The Historic Villages of Shirakawa-go and Gokayama are traditional Japanese settlements.

The houses in the villages in the valley are unique to Japan. They are very big, and have thick thatched roofs that come down steeply. This way the snow can slide off the roofs. There is also enough space under the roofs to store supplies for long winters. The inhabitants of these villages used to earn their money in the silk-industry. They lived a very secluded life.

In Japanese, the houses are called Gassho-zukuri. Gassho means praying hands, suggesting the form of hands raised in prayer to the buddha. Here it refers to the triangular shape of the roof.

Map

Visit May 2000

Within the valley, I visited the village of Ogimachi, a two hour bus ride from Takayama in the middle of the Japanese Alps. There quite a lot of the Gassho-zukuri houses can still be found together.

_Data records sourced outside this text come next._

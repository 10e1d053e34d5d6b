use crate::config;
use crate::models::{OptionChain, OptionData, OptionDetail};
use serde::{Serialize, Serializer};
use std::collections::HashSet;

/// Option side with the extremal flags for the displayed window
#[derive(Debug, Clone, PartialEq, Serialize)]
pub struct ProcessedOptionDetail {
    #[serde(flatten)]
    pub base: OptionDetail,

    #[serde(rename = "isHighestOI")]
    pub is_highest_oi: bool,

    #[serde(rename = "isHighestChangeOI")]
    pub is_highest_change_oi: bool,
}

/// One strike of the displayed window
#[derive(Debug, Clone, PartialEq, Serialize)]
pub struct ViewRow {
    #[serde(rename = "strikePrice")]
    pub strike_price: f64,

    #[serde(rename = "expiryDate", skip_serializing_if = "Option::is_none")]
    pub expiry_date: Option<String>,

    #[serde(rename = "isCurrentStrike")]
    pub is_current_strike: bool,

    #[serde(rename = "CE")]
    pub call: ProcessedOptionDetail,

    #[serde(rename = "PE")]
    pub put: ProcessedOptionDetail,
}

#[derive(Debug, Clone, Default, PartialEq, Serialize)]
pub struct Totals {
    #[serde(rename = "callOI")]
    pub call_oi: f64,

    #[serde(rename = "callChangeOI")]
    pub call_change_oi: f64,

    #[serde(rename = "putOI")]
    pub put_oi: f64,

    #[serde(rename = "putChangeOI")]
    pub put_change_oi: f64,
}

/// Spot price plus reference prices read positionally from `strikePrices`.
///
/// `open`, `high` and `prev_close` are NOT market OHLC. They are the first,
/// last and middle entries of the strike list, falling back to the spot
/// price, and are kept that way for compatibility with the existing page.
#[derive(Debug, Clone, PartialEq, Serialize)]
pub struct MarketSnapshot {
    #[serde(rename = "currentPrice")]
    pub current_price: Option<f64>,
    pub open: Option<f64>,
    pub high: Option<f64>,
    #[serde(rename = "prevClose")]
    pub prev_close: Option<f64>,
}

/// Metrics only computed when the window has rows
#[derive(Debug, Clone, PartialEq, Serialize)]
pub struct Derived {
    pub pcr: String,
    pub support: String,
    pub resistance: String,
    #[serde(rename = "marketData")]
    pub market: MarketSnapshot,
}

/// Everything the page and the table fragment render
#[derive(Debug, Clone, PartialEq, Serialize)]
pub struct ViewModel {
    #[serde(rename = "filteredData")]
    pub rows: Vec<ViewRow>,

    #[serde(serialize_with = "totals_or_empty_object")]
    pub totals: Option<Totals>,

    #[serde(flatten)]
    pub derived: Option<Derived>,

    #[serde(skip_serializing_if = "Option::is_none")]
    pub timestamp: Option<String>,
}

impl ViewModel {
    /// The "no data" view: no rows, no totals, no metrics.
    pub fn empty() -> Self {
        Self {
            rows: Vec::new(),
            totals: None,
            derived: None,
            timestamp: None,
        }
    }

    pub fn is_empty(&self) -> bool {
        self.rows.is_empty()
    }
}

/// Build the display model from a raw option chain.
///
/// Absent payload, absent `records`/`records.data`, or no strike with both
/// sides all give [`ViewModel::empty`]. Never panics on malformed input.
pub fn build_view_model(raw: Option<&OptionChain>) -> ViewModel {
    let Some(records) = raw.and_then(|chain| chain.records.as_ref()) else {
        return ViewModel::empty();
    };
    let Some(data) = records.data.as_deref() else {
        return ViewModel::empty();
    };

    // Step 1: complete strikes, first occurrence wins
    let all_data = dedupe_complete(data);
    if all_data.is_empty() {
        return ViewModel::empty();
    }

    // Step 2: anchor on the strike closest to spot
    let underlying_value = records.underlying_value;
    let atm_strike = underlying_value.and_then(|uv| find_atm_strike(&all_data, uv));
    let atm_index = atm_strike.and_then(|strike| {
        all_data.iter().position(|entry| entry.strike_price == strike)
    });

    // Step 3: fixed radius window around it
    let (start, end) = window_bounds(atm_index, all_data.len());
    let window = &all_data[start..end];

    // Step 4-7: flags and aggregates over the window only
    let rows = flag_rows(window, atm_strike);
    let totals = calculate_totals(window);
    let derived = Derived {
        pcr: calculate_pcr(&totals),
        support: calculate_support(window),
        resistance: calculate_resistance(window),
        market: market_snapshot(underlying_value, records.strike_prices.as_deref()),
    };

    ViewModel {
        rows,
        totals: Some(totals),
        derived: Some(derived),
        timestamp: records.timestamp.clone(),
    }
}

/// A strike with both sides present
#[derive(Debug, Clone, Copy, PartialEq)]
pub struct CompleteEntry<'a> {
    pub strike_price: f64,
    pub expiry_date: Option<&'a str>,
    pub call: &'a OptionDetail,
    pub put: &'a OptionDetail,
}

impl<'a> CompleteEntry<'a> {
    pub fn from_option_data(opt: &'a OptionData) -> Option<Self> {
        match (opt.strike_price, &opt.call, &opt.put) {
            (Some(strike_price), Some(call), Some(put)) => Some(Self {
                strike_price,
                expiry_date: opt.expiry_date.as_deref(),
                call,
                put,
            }),
            _ => None,
        }
    }
}

/// Keep entries with strike, CE and PE, dropping repeated strikes.
pub fn dedupe_complete(data: &[OptionData]) -> Vec<CompleteEntry<'_>> {
    let mut seen = HashSet::new();

    data.iter()
        .filter_map(CompleteEntry::from_option_data)
        .filter(|entry| seen.insert(entry.strike_price.to_bits()))
        .collect()
}

/// Strike closest to `underlying_value`; on a tie the earlier entry wins.
pub fn find_atm_strike(data: &[CompleteEntry], underlying_value: f64) -> Option<f64> {
    let mut closest_strike = None;
    let mut min_distance = f64::MAX;

    for entry in data {
        let distance = (entry.strike_price - underlying_value).abs();
        if distance < min_distance {
            min_distance = distance;
            closest_strike = Some(entry.strike_price);
        }
    }

    closest_strike
}

/// Half-open `[start, end)` range of the display window.
///
/// Without an anchor the window starts at the first strike and holds
/// `WINDOW_RADIUS` rows.
pub fn window_bounds(atm_index: Option<usize>, len: usize) -> (usize, usize) {
    match atm_index {
        Some(idx) => (
            idx.saturating_sub(config::WINDOW_RADIUS),
            (idx + config::WINDOW_RADIUS + 1).min(len),
        ),
        None => (0, config::WINDOW_RADIUS.min(len)),
    }
}

fn max_of<F>(window: &[CompleteEntry], value: F) -> f64
where
    F: Fn(&CompleteEntry) -> f64,
{
    window
        .iter()
        .map(value)
        .fold(f64::NEG_INFINITY, f64::max)
}

/// Mark the current strike and every row holding a side's maximum.
pub fn flag_rows(window: &[CompleteEntry], atm_strike: Option<f64>) -> Vec<ViewRow> {
    let highest_call_oi = max_of(window, |e| e.call.open_interest);
    let highest_call_change_oi = max_of(window, |e| e.call.change_in_oi);
    let highest_put_oi = max_of(window, |e| e.put.open_interest);
    let highest_put_change_oi = max_of(window, |e| e.put.change_in_oi);

    window
        .iter()
        .map(|entry| ViewRow {
            strike_price: entry.strike_price,
            expiry_date: entry.expiry_date.map(str::to_string),
            is_current_strike: atm_strike == Some(entry.strike_price),
            call: ProcessedOptionDetail {
                base: entry.call.clone(),
                is_highest_oi: entry.call.open_interest == highest_call_oi,
                is_highest_change_oi: entry.call.change_in_oi == highest_call_change_oi,
            },
            put: ProcessedOptionDetail {
                base: entry.put.clone(),
                is_highest_oi: entry.put.open_interest == highest_put_oi,
                is_highest_change_oi: entry.put.change_in_oi == highest_put_change_oi,
            },
        })
        .collect()
}

pub fn calculate_totals(window: &[CompleteEntry]) -> Totals {
    window.iter().fold(Totals::default(), |mut acc, entry| {
        acc.call_oi += entry.call.open_interest;
        acc.call_change_oi += entry.call.change_in_oi;
        acc.put_oi += entry.put.open_interest;
        acc.put_change_oi += entry.put.change_in_oi;
        acc
    })
}

/// Put-call ratio, or the sentinel when there is no call OI
pub fn calculate_pcr(totals: &Totals) -> String {
    if totals.call_oi > 0.0 {
        format!("{:.2}", totals.put_oi / totals.call_oi)
    } else {
        config::NOT_AVAILABLE.to_string()
    }
}

/// First row holding the maximum of `value`.
fn first_max_row<'w, 'a, F>(window: &'w [CompleteEntry<'a>], value: F) -> Option<&'w CompleteEntry<'a>>
where
    F: Fn(&CompleteEntry) -> f64,
{
    let highest = max_of(window, &value);
    window.iter().find(|entry| value(*entry) == highest)
}

/// Strike minus put LTP at the highest put OI strike
pub fn calculate_support(window: &[CompleteEntry]) -> String {
    first_max_row(window, |e| e.put.open_interest)
        .map(|e| format!("{:.2}", e.strike_price - e.put.last_price))
        .unwrap_or_else(|| config::NOT_AVAILABLE.to_string())
}

/// Strike plus call LTP at the highest call OI strike
pub fn calculate_resistance(window: &[CompleteEntry]) -> String {
    first_max_row(window, |e| e.call.open_interest)
        .map(|e| format!("{:.2}", e.strike_price + e.call.last_price))
        .unwrap_or_else(|| config::NOT_AVAILABLE.to_string())
}

/// Positional approximation of open/high/prev close, see [`MarketSnapshot`].
///
/// An unreadable list element falls back to spot like a missing one.
pub fn market_snapshot(
    underlying_value: Option<f64>,
    strike_prices: Option<&[Option<f64>]>,
) -> MarketSnapshot {
    let prices = strike_prices.unwrap_or(&[]);
    let at = |idx: Option<usize>| {
        idx.and_then(|i| prices.get(i).copied().flatten())
            .or(underlying_value)
    };

    MarketSnapshot {
        current_price: underlying_value,
        open: at(Some(0)),
        high: at(prices.len().checked_sub(1)),
        prev_close: at(Some(prices.len() / 2)),
    }
}

fn totals_or_empty_object<S>(totals: &Option<Totals>, serializer: S) -> Result<S::Ok, S::Error>
where
    S: Serializer,
{
    use serde::ser::SerializeMap;

    match totals {
        Some(totals) => totals.serialize(serializer),
        None => serializer.serialize_map(Some(0))?.end(),
    }
}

Although it was packed with Japanese tourists, I liked it a lot. The environment is totally unlike the stereotype Japan. In a way, the scene remembered me of Bhutan, where in the green valleys also these kind of big houses annex farms still stand (however without the characteristic thatched roofs).

Community Reviews


Michael Turtle - February 2016

I loved Shirakawa-go and had a good length of time to explore it. Many people come in just for the day and walk around and go to the shops. I was lucky enough to do a home stay and spent the night in one the houses with a family. It was fantastic to not only see one of the houses from the inside, but also experience what it would be like to live in one.

I was here during winter and the snow and the roofs is so beautiful. I imagine the town has a really different look for each season - you could go four times in a year and see such different views.

Read more from Michael Turtle here.


Frederik Dawson - February 2011

Deep in the scenic valley of Japan Alps, but easily accessible by highway, was the beautiful village of Shirakawa-Go, a wonderland of beautiful landscape with traditional farmhouses built in the style called Gassho-Zukuri, a steeply thatch roof house to prevent snow accumulation. The houses were really unique and different with mainstream Japanese architecture which can not be found in other region of this country.

Since the farmhouses were designed for winter, I decided to see the village in the best time of the year, February when the snow was heaviest, and my decision was correct, the whole village was liked a fantasyland with the unique Gassho-Zukuri roofs emerged from the white sea of snow. The houses were really big and beautiful, and the snow made them looked more unbelievable to be existed.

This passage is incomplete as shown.